Exercise directions: Please return every line of the records that contains the word "ArenaId".

** Opening Task inputs block **

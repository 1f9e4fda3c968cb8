//! Typed handles into the IR arenas
//!
//! Ids are allocated monotonically by [`IRContext`](super::IRContext) and never
//! reused. Only the context mints them, so an id from one context is meaningless
//! in another.

use std::fmt;

macro_rules! define_id {
    ($(#[$meta:meta])* $name:ident) => {
        $(#[$meta])*
        #[derive(Copy, Clone, PartialEq, Eq, PartialOrd, Ord, Hash, Debug)]
        pub struct $name(u32);

        impl $name {
            pub(crate) fn from_index(index: u32) -> Self {
                $name(index)
            }

            /// Get the raw arena index (allocation order)
            pub fn index(self) -> u32 {
                self.0
            }
        }

        impl fmt::Display for $name {
            fn fmt(&self, f: &mut fmt::Formatter<'_>) -> fmt::Result {
                write!(f, "{}", self.0)
            }
        }
    };
}

define_id!(
    /// Handle to a [`Type`](super::Type)
    TypeId
);
define_id!(
    /// Handle to a [`Function`](super::Function)
    FunctionId
);
define_id!(
    /// Handle to an [`Item`](super::Item)
    ItemId
);

/// Ids that an [`Arena`](super::arena::Arena) can allocate
pub trait ArenaId: Copy + Eq {
    /// Arena name used in invariant reports
    const KIND: &'static str;

    /// Build the id for an arena slot
    fn from_slot(slot: u32) -> Self;

    /// Arena slot this id refers to
    fn slot(self) -> usize;
}

macro_rules! impl_arena_id {
    ($name:ident, $kind:literal) => {
        impl ArenaId for $name {
            const KIND: &'static str = $kind;

            fn from_slot(slot: u32) -> Self {
                $name::from_index(slot)
            }

            fn slot(self) -> usize {
                self.0 as usize
            }
        }
    };
}

impl_arena_id!(TypeId, "type");
impl_arena_id!(FunctionId, "function");
impl_arena_id!(ItemId, "item");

** Closing Task inputs block **

Your solution:
pub trait ArenaId: Copy + Eq {
        impl ArenaId for $name {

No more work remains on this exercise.